Les organisations engagées à changer le monde pour le mieux doivent faire face à une tension fondamentale : d’une part, elles doivent présenter une vision du type de société qu’elles aimeraient créer. D’un autre côté, ils sont obligés de tenir compte des réalités quotidiennes de l’ordre économique et politique existant. Dans la tradition de l’organisation communautaire aux États-Unis, cette tension est souvent décrite comme le conflit entre « le monde tel qu’il est » et « le monde tel qu’il devrait être ».
Au cours du dernier demi-siècle, certains des réseaux d'organisation communautaire les plus importants aux États-Unis — allant du Fondation Gamaliel à Foi en action à la Fondation des zones industrielles, ou IAF – ont enseigné cette fracture dans le cadre de leurs formations d'introduction, en l'utilisant comme moyen d'orienter les nouveaux organisateurs dans leur approche de l'organisation. Au fil des années, ce cadre a été invoqué par Barack Obama, Saul Alinsky et d’innombrables organisateurs de base. Pour les partisans de ce concept, comprendre la dichotomie des « deux mondes » est fondamental pour développer le type de personnes capables de produire efficacement un changement : à savoir des radicaux réalistes.

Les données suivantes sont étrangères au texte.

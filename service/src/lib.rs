//! Service contains the business logic of the application.
//!
//! List of available Cargo features:
#![doc = document_features::document_features!()]
#![deny(
    nonstandard_style,
    rust_2018_idioms,
    rustdoc::all,
    trivial_casts,
    trivial_numeric_casts,
    unsafe_code
)]
#![forbid(non_ascii_idents)]
#![warn(
    clippy::allow_attributes,
    clippy::allow_attributes_without_reason,
    clippy::pedantic,
    clippy::wildcard_enum_match_arm,
    deprecated_in_future,
    missing_copy_implementations,
    missing_debug_implementations,
    missing_docs,
    unreachable_pub,
    unused_crate_dependencies,
    unused_import_braces,
    unused_labels,
    unused_lifetimes,
    unused_qualifications,
    unused_results
)]

pub mod command;
pub mod domain;
pub mod infra;
pub mod query;
pub mod read;
pub mod task;

use std::{error::Error, time::Duration};

use common::operations::Start;
use derive_more::Debug;
use smart_default::SmartDefault;

#[cfg(doc)]
use infra::{Billing, Database, Notifier};

pub use self::{command::Command, query::Query, task::Task};

/// [`Service`] configuration.
#[derive(Clone, Debug)]
pub struct Config {
    /// [JWT] encoding key.
    ///
    /// [JWT]: https://datatracker.ietf.org/doc/html/rfc7519
    #[debug(skip)]
    pub jwt_encoding_key: jsonwebtoken::EncodingKey,

    /// [JWT] decoding key.
    ///
    /// [JWT]: https://datatracker.ietf.org/doc/html/rfc7519
    #[debug(skip)]
    pub jwt_decoding_key: jsonwebtoken::DecodingKey,

    /// Lifetimes of the issued tokens.
    pub ttl: Ttl,
}

/// Lifetimes of the tokens issued by a [`Service`].
#[derive(Clone, Copy, Debug, SmartDefault)]
pub struct Ttl {
    /// Lifetime of a [`domain::user::Session`].
    #[default(Duration::from_secs(30 * 60))]
    pub session: Duration,

    /// Lifetime of a [`domain::tenant::Invitation`].
    #[default(Duration::from_secs(24 * 60 * 60))]
    pub invitation: Duration,

    /// Lifetime of a [`domain::user::PasswordReset`].
    #[default(Duration::from_secs(60 * 60))]
    pub password_reset: Duration,
}

/// Domain service.
#[derive(Clone, Debug)]
pub struct Service<Db, Bill> {
    /// Configuration of this [`Service`].
    config: Config,

    /// [`Database`] of this [`Service`].
    database: Db,

    /// [`Billing`] provider of this [`Service`].
    billing: Bill,

    /// [`infra::Images`] source of this [`Service`].
    images: infra::Images,

    /// [`task::Outbox`] queueing the [`infra::Notice`]s of this [`Service`].
    outbox: task::Outbox,
}

impl<Db, Bill> Service<Db, Bill> {
    /// Creates a new [`Service`] with the provided parameters.
    ///
    /// [`infra::Notice`]s are delivered with the provided [`Notifier`] by the
    /// returned [`task::Background`].
    pub fn new<N>(
        config: Config,
        database: Db,
        billing: Bill,
        notifier: N,
    ) -> (Self, task::Background)
    where
        task::DeliverNotices<N>:
            Task<Start<task::Inbox>, Ok = (), Err: Error> + 'static,
    {
        let (outbox, inbox) = task::Outbox::channel();
        let this = Self {
            config,
            database,
            billing,
            images: infra::Images::default(),
            outbox,
        };

        let mut bg = task::Background::default();
        let deliver = task::DeliverNotices::new(notifier);
        bg.spawn("deliver_notices", async move {
            deliver.execute(Start(inbox)).await
        });

        (this, bg)
    }

    /// Returns [`Config`] of this [`Service`].
    pub fn config(&self) -> &Config {
        &self.config
    }

    /// Returns [`Database`] of this [`Service`].
    #[must_use]
    pub fn database(&self) -> &Db {
        &self.database
    }

    /// Returns [`Billing`] provider of this [`Service`].
    #[must_use]
    pub fn billing(&self) -> &Bill {
        &self.billing
    }

    /// Returns [`infra::Images`] source of this [`Service`].
    #[must_use]
    pub fn images(&self) -> &infra::Images {
        &self.images
    }

    /// Returns [`task::Outbox`] of this [`Service`].
    #[must_use]
    pub fn outbox(&self) -> &task::Outbox {
        &self.outbox
    }
}

#[cfg(test)]
pub(crate) mod spec {
    use std::sync::Arc;

    use jsonwebtoken::{DecodingKey, EncodingKey};

    use crate::{
        infra::{billing, database::memory::Memory, Images},
        task, Config, Service, Ttl,
    };

    /// [`Service`] over the in-memory database used in tests.
    pub(crate) type TestService = Service<Memory, billing::spec::Recording>;

    /// Creates a new [`TestService`] along with its queued notices.
    pub(crate) fn service() -> (TestService, task::Inbox) {
        let (outbox, inbox) = task::Outbox::channel();
        let svc = Service {
            config: Config {
                jwt_encoding_key: EncodingKey::from_secret(b"secret"),
                jwt_decoding_key: DecodingKey::from_secret(b"secret"),
                ttl: Ttl::default(),
            },
            database: Memory::default(),
            billing: billing::spec::Recording::default(),
            images: Images::Fixed(Arc::default()),
            outbox,
        };
        (svc, inbox)
    }
}

#[cfg(test)]
mod scenario {
    use secrecy::SecretBox;

    use crate::{
        command::{
            create_tenant::spec::{fixture, invitation},
            ActivateTenant, AssignMeldung, CreateMeldung, UpdateMeldungStatus,
        },
        domain::{meldung, property, unit, user},
        infra::Notice,
        query,
        spec::service,
        Command as _, Query as _,
    };

    #[tokio::test]
    async fn meldung_lifecycle() {
        let (svc, mut inbox) = service();
        let owner = user::spec::with_role(user::Role::Landlord);
        let property = property::spec::owned_by(owner.id);
        let unit = unit::spec::vacant(property.id);
        let mut tenant = user::spec::with_role(user::Role::Tenant);
        tenant.profile = user::Profile::Tenant {
            assigned_unit: Some(unit.id),
        };
        let craftsman = user::spec::with_role(user::Role::Craftsman);
        for u in [&owner, &tenant, &craftsman] {
            svc.database().put(u.clone());
        }
        svc.database().put(property);
        svc.database().put(unit.clone());

        let filed = svc
            .execute(CreateMeldung {
                reporter_id: tenant.id,
                title: meldung::Title::new("Wasserhahn tropft").unwrap(),
                description: meldung::Description::new("In der Küche.")
                    .unwrap(),
                priority: meldung::Priority::default(),
                images: vec![],
                estimated_cost: None,
            })
            .await
            .unwrap();
        assert_eq!(filed.status, meldung::Status::Offen);
        assert_eq!(filed.unit_id, unit.id);

        let assigned = svc
            .execute(AssignMeldung {
                user_id: owner.id,
                role: user::Role::Landlord,
                meldung_id: filed.id,
                craftsman_id: craftsman.id,
            })
            .await
            .unwrap();
        assert_eq!(assigned.status, meldung::Status::InBearbeitung);
        assert_eq!(assigned.assigned_to, Some(craftsman.id));
        _ = inbox.drain();

        let update = |user_id, role, status| UpdateMeldungStatus {
            user_id,
            role,
            meldung_id: filed.id,
            status,
            note: None,
            actual_cost: None,
        };
        _ = svc
            .execute(update(
                craftsman.id,
                user::Role::Craftsman,
                meldung::Status::HandwerkerErledigt,
            ))
            .await
            .unwrap();
        let [Notice::Report {
            recipient_id,
            meldung_id,
            ..
        }] = <[Notice; 1]>::try_from(inbox.drain()).unwrap()
        else {
            panic!("expected the owner to be notified");
        };
        assert_eq!(recipient_id, owner.id);
        assert_eq!(meldung_id, filed.id);
        let seen = svc
            .execute(query::notification::ByProperty {
                user_id: owner.id,
                property_id: unit.property_id,
            })
            .await
            .unwrap();
        assert_eq!(seen.len(), 1);
        assert_eq!(seen[0].meldung_id, Some(filed.id));

        let closed = svc
            .execute(update(
                tenant.id,
                user::Role::Tenant,
                meldung::Status::Abgeschlossen,
            ))
            .await
            .unwrap();
        let completed_at = closed.completed_at;
        assert!(completed_at.is_some());

        let stored = svc.database().committed().meldungen[&filed.id].clone();
        assert_eq!(stored.status, meldung::Status::Abgeschlossen);
        assert_eq!(stored.completed_at, completed_at);
    }

    #[tokio::test]
    async fn invited_tenant_moves_in() {
        let (svc, mut inbox, property, unit) = fixture();

        let tenant = svc
            .execute(invitation(&property, &unit, "mia@example.org"))
            .await
            .unwrap();
        let pending = svc.database().committed().units[&unit.id].clone();
        assert_eq!(pending.pending_tenant, Some(tenant.id));
        assert_eq!(pending.status, unit::Status::Vacant);

        let [Notice::Invitation { token, .. }] =
            <[Notice; 1]>::try_from(inbox.drain()).unwrap()
        else {
            panic!("expected a single invitation notice");
        };
        let user = svc
            .execute(ActivateTenant {
                token,
                password: SecretBox::new(Box::new(user::spec::password())),
            })
            .await
            .unwrap();

        let state = svc.database().committed();
        assert_eq!(state.users[&user.id].assigned_unit(), Some(unit.id));
        let occupied = &state.units[&unit.id];
        assert_eq!(occupied.current_tenant, Some(user.id));
        assert_eq!(occupied.pending_tenant, None);
        assert_eq!(occupied.status, unit::Status::Occupied);
        assert!(state.tenants[&tenant.id].is_active);
    }

    #[tokio::test]
    async fn craftsman_reads_thread_once_assigned() {
        let (svc, _) = service();
        let owner = user::spec::with_role(user::Role::Landlord);
        let property = property::spec::owned_by(owner.id);
        let unit = unit::spec::vacant(property.id);
        let craftsman = user::spec::with_role(user::Role::Craftsman);
        let filed = meldung::spec::filed(unit.id, user::Id::new());
        svc.database().put(owner.clone());
        svc.database().put(craftsman.clone());
        svc.database().put(property);
        svc.database().put(unit);
        svc.database().put(filed.clone());

        let thread = query::meldung::Thread {
            user_id: craftsman.id,
            role: user::Role::Craftsman,
            meldung_id: filed.id,
        };
        let err = svc.execute(thread).await.unwrap_err();
        assert!(matches!(
            err.as_ref(),
            query::meldung::ExecutionError::Forbidden(_),
        ));

        _ = svc
            .execute(AssignMeldung {
                user_id: owner.id,
                role: user::Role::Landlord,
                meldung_id: filed.id,
                craftsman_id: craftsman.id,
            })
            .await
            .unwrap();

        let read = svc.execute(thread).await.unwrap();
        assert_eq!(read.meldung.id, filed.id);
        assert!(read.messages.is_empty());
    }
}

Alors quelle est l’origine de cette idée ? Et pourquoi cela pourrait-il nous être utile aujourd’hui ?
Dans ses mémoires de 2003, « Roots for Radicals », Edward T. Chambers, qui a dirigé l’IAF fondée par Saul Alinsky de 1972 à 2009, explique cette idée ainsi : « Jusqu’à notre mort, nous vivons avec une tension sous la peau au moment de la mort. centre de notre personnalité. Nous sommes nés dans un monde de besoins et de nécessités, d’opportunités et de limites, et nous devons y survivre… » Poursuivant, il écrit : « L’auto-préservation, la nourriture, les vêtements, le logement, la sécurité, les soins de santé, l’éducation et le travail sont nécessaires à chacun. Un grand nombre de personnes sont angoissées par ces choses chaque jour de leur vie ; beaucoup d’entre nous ne pensent à rien d’autre. Qu'on le veuille ou non, ce sont les circonstances dans lesquelles nous nous trouvons et les conditions auxquelles nous devons faire face. Ils sont le le monde tel qu'il est.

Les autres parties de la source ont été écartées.